In this review, we consider the regulatory strategies of aquatic oligotrophs, microbial cells that are adapted to thrive under low-nutrient concentrations in oceans, lakes, and other aquatic ecosystems. Many reports have concluded that oligotrophs use less transcriptional regulation than copiotrophic cells, which are adapted to high nutrient concentrations and are far more common subjects for laboratory investigations of regulation. It is theorized that oligotrophs have retained alternate mechanisms of regulation, such as riboswitches, that provide shorter response times and smaller amplitude responses and require fewer cellular resources. We examine the accumulated evidence for distinctive regulatory strategies in oligotrophs. We explore differences in the selective pressures copiotrophs and oligotrophs encounter and ask why, although evolutionary history gives copiotrophs and oligotrophs access to the same regulatory mechanisms, they might exhibit distinctly different patterns in how these mechanisms are used. We discuss the implications of these findings for understanding broad patterns in the evolution of microbial regulatory networks and their relationships to environmental niche and life history strategy. We ask whether these observations, which have emerged from a decade of increased investigation of the cell biology of oligotrophs, might be relevant to recent discoveries of many microbial cell lineages in nature that share with oligotrophs the property of reduced genome size.
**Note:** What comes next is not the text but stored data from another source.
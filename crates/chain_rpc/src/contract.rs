//! The fixed mint contract over JSON-RPC: one read call, one write call with
//! a receipt-polling confirmation wait, and a log-polling event subscription.

use std::{sync::Arc, time::Duration};

use anyhow::{anyhow, Result};
use async_trait::async_trait;
use mint_flow::{MintContract, MintEvent, MintEventSubscription, PendingMint};
use serde::Deserialize;
use serde_json::json;
use shared::{
    abi,
    domain::{format_quantity, Address, BlockNumber, TxHash},
};
use tokio::sync::mpsc;
use tokio_stream::{wrappers::IntervalStream, StreamExt};
use tracing::warn;

use crate::JsonRpcClient;

const RECEIPT_POLL_INTERVAL: Duration = Duration::from_secs(2);
const RECEIPT_POLL_ATTEMPTS: usize = 150;
const LOG_POLL_INTERVAL: Duration = Duration::from_secs(4);
const EVENT_QUEUE_CAPACITY: usize = 64;

/// Compiled-in contract wiring for one app variant.
#[derive(Debug, Clone)]
pub struct ContractSpec {
    pub address: Address,
    /// Canonical mint signature, e.g. `"mintDoodle(string)"` or `"mint()"`.
    pub mint_signature: String,
    pub total_minted_signature: String,
    /// Event shape `Name(address indexed minter, uint256 tokenId)`.
    pub mint_event_signature: String,
}

pub struct RpcMintContract {
    rpc: Arc<JsonRpcClient>,
    spec: ContractSpec,
    receipt_poll_interval: Duration,
    receipt_poll_attempts: usize,
    log_poll_interval: Duration,
}

impl RpcMintContract {
    pub fn new(rpc: Arc<JsonRpcClient>, spec: ContractSpec) -> Self {
        Self {
            rpc,
            spec,
            receipt_poll_interval: RECEIPT_POLL_INTERVAL,
            receipt_poll_attempts: RECEIPT_POLL_ATTEMPTS,
            log_poll_interval: LOG_POLL_INTERVAL,
        }
    }

    /// Shortens the polling cadence; tests use millisecond intervals.
    pub fn with_poll_intervals(
        mut self,
        receipt_interval: Duration,
        receipt_attempts: usize,
        log_interval: Duration,
    ) -> Self {
        self.receipt_poll_interval = receipt_interval;
        self.receipt_poll_attempts = receipt_attempts;
        self.log_poll_interval = log_interval;
        self
    }
}

#[derive(Debug, Deserialize)]
struct ReceiptBody {
    status: Option<String>,
}

#[derive(Debug, Deserialize)]
struct LogBody {
    topics: Vec<String>,
    data: String,
    #[serde(rename = "blockNumber")]
    block_number: String,
}

struct RpcPendingMint {
    rpc: Arc<JsonRpcClient>,
    tx_hash: TxHash,
    poll_interval: Duration,
    poll_attempts: usize,
}

#[async_trait]
impl PendingMint for RpcPendingMint {
    fn tx_hash(&self) -> TxHash {
        self.tx_hash
    }

    async fn wait(self: Box<Self>) -> Result<TxHash> {
        for _ in 0..self.poll_attempts {
            let receipt: Option<ReceiptBody> = self
                .rpc
                .call("eth_getTransactionReceipt", json!([self.tx_hash]))
                .await?;
            if let Some(receipt) = receipt {
                return match receipt.status.as_deref() {
                    Some("0x1") => Ok(self.tx_hash),
                    Some("0x0") => Err(anyhow!("transaction {} reverted", self.tx_hash)),
                    other => Err(anyhow!(
                        "transaction {} confirmed with unrecognized status {other:?}",
                        self.tx_hash
                    )),
                };
            }
            tokio::time::sleep(self.poll_interval).await;
        }
        Err(anyhow!(
            "no receipt for {} after {} polls",
            self.tx_hash,
            self.poll_attempts
        ))
    }
}

#[async_trait]
impl MintContract for RpcMintContract {
    async fn total_minted(&self) -> Result<u64> {
        let data = abi::to_hex_payload(&abi::encode_call(&self.spec.total_minted_signature));
        let raw: String = self
            .rpc
            .call(
                "eth_call",
                json!([{ "to": self.spec.address, "data": data }, "latest"]),
            )
            .await?;
        let word = abi::from_hex_payload(&raw)?;
        Ok(abi::decode_uint_word(&word)?)
    }

    async fn mint(&self, from: Address, payload: Option<&str>) -> Result<Box<dyn PendingMint>> {
        let calldata = match payload {
            Some(value) => abi::encode_call_with_string(&self.spec.mint_signature, value),
            None => abi::encode_call(&self.spec.mint_signature),
        };
        let raw: String = self
            .rpc
            .call(
                "eth_sendTransaction",
                json!([{
                    "from": from,
                    "to": self.spec.address,
                    "data": abi::to_hex_payload(&calldata),
                }]),
            )
            .await?;
        let tx_hash: TxHash = raw.parse()?;
        Ok(Box::new(RpcPendingMint {
            rpc: Arc::clone(&self.rpc),
            tx_hash,
            poll_interval: self.receipt_poll_interval,
            poll_attempts: self.receipt_poll_attempts,
        }))
    }

    async fn subscribe_mint_events(&self) -> Result<MintEventSubscription> {
        let tip: String = self.rpc.call("eth_blockNumber", json!([])).await?;
        let tip: BlockNumber = tip.parse()?;

        let rpc = Arc::clone(&self.rpc);
        let address = self.spec.address;
        let topic0 = abi::to_hex_payload(&abi::event_topic(&self.spec.mint_event_signature));
        let interval = self.log_poll_interval;
        let (tx, rx) = mpsc::channel(EVENT_QUEUE_CAPACITY);

        let task = tokio::spawn(async move {
            // Only emissions after subscription time are interesting.
            let mut from_block = BlockNumber(tip.0 + 1);
            let mut ticks = IntervalStream::new(tokio::time::interval(interval));
            while ticks.next().await.is_some() {
                let filter = json!([{
                    "address": address,
                    "topics": [topic0],
                    "fromBlock": format_quantity(from_block.0),
                    "toBlock": "latest",
                }]);
                let logs: Vec<LogBody> = match rpc.call("eth_getLogs", filter).await {
                    Ok(logs) => logs,
                    Err(err) => {
                        warn!("mint log poll failed: {err}");
                        continue;
                    }
                };
                for log in &logs {
                    if let Ok(block) = log.block_number.parse::<BlockNumber>() {
                        if block.0 >= from_block.0 {
                            from_block = BlockNumber(block.0 + 1);
                        }
                    }
                    match decode_log(log) {
                        Ok(event) => {
                            if tx.send(event).await.is_err() {
                                // Subscriber dropped; the session is over.
                                return;
                            }
                        }
                        Err(err) => warn!("skipping undecodable mint log: {err:#}"),
                    }
                }
            }
        });

        Ok(MintEventSubscription::new(rx, Some(task)))
    }
}

fn decode_log(log: &LogBody) -> Result<MintEvent> {
    let topics = log
        .topics
        .iter()
        .map(|topic| abi::from_hex_payload(topic))
        .collect::<Result<Vec<_>, _>>()?;
    let data = abi::from_hex_payload(&log.data)?;
    let (minter, token_id) = abi::decode_mint_log(&topics, &data)?;
    Ok(MintEvent { minter, token_id })
}
//! Errors raised while constructing the dungeon.

use thiserror::Error;

/// Smallest room extent accepted along either axis.
pub const MIN_ROOM_EXTENT: f32 = 128.0;

/// Deepest dungeon tree accepted by the builder.
pub const MAX_TREE_HEIGHT: i32 = 16;

/// Reasons the dungeon graph could not be built.
#[derive(Debug, Error, Clone, Copy, PartialEq)]
pub enum BuildError {
    /// The requested tree height was negative.
    #[error("tree height must not be negative, got {height}")]
    NegativeHeight {
        /// Height that was requested.
        height: i32,
    },
    /// The requested tree height exceeds the supported maximum.
    #[error("tree height {height} exceeds the supported maximum of {max}")]
    HeightTooLarge {
        /// Height that was requested.
        height: i32,
        /// Largest accepted height.
        max: i32,
    },
    /// The requested room dimensions cannot host doors and spawns.
    #[error("room size {width}x{height} is invalid, both sides must be at least {min}")]
    InvalidRoomSize {
        /// Requested room width.
        width: f32,
        /// Requested room height.
        height: f32,
        /// Smallest accepted extent.
        min: f32,
    },
}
减少水生低营养微生物的转录调控可增强其在营养贫乏环境中的生存能力。
在这篇综述中,我们探讨了水生寡养微生物的调控策略,这些微生物细胞适应于在海洋、湖泊和其他水生生态系统的低营养浓度条件下生长。许多报告都认为,寡养微生物使用的转录调控比共养细胞少,而共养细胞适应高营养浓度,是更常见的实验室调控研究对象。据推测,寡养细胞保留了核糖开关等替代调控机制,这些机制可提供较短的反应时间和较小的反应幅度,并需要较少的细胞资源。我们研究了寡养动物独特调控策略的累积证据。我们探讨了共养生物和寡养生物所遇到的选择性压力的差异,并提出了一个问题:尽管进化史赋予了共养生物和寡养生物使用相同调控机制的机会,但它们在如何使用这些机制方面却可能表现出截然不同的模式。我们讨论了这些发现对于理解微生物调控网络进化的广泛模式及其与环境生态位和生活史策略的关系的意义。我们提出的问题是,这些观察结果是否与最近在自然界中发现的许多微生物细胞系有关,这些微生物细胞系与寡养微生物一样具有基因组大小减小的特性。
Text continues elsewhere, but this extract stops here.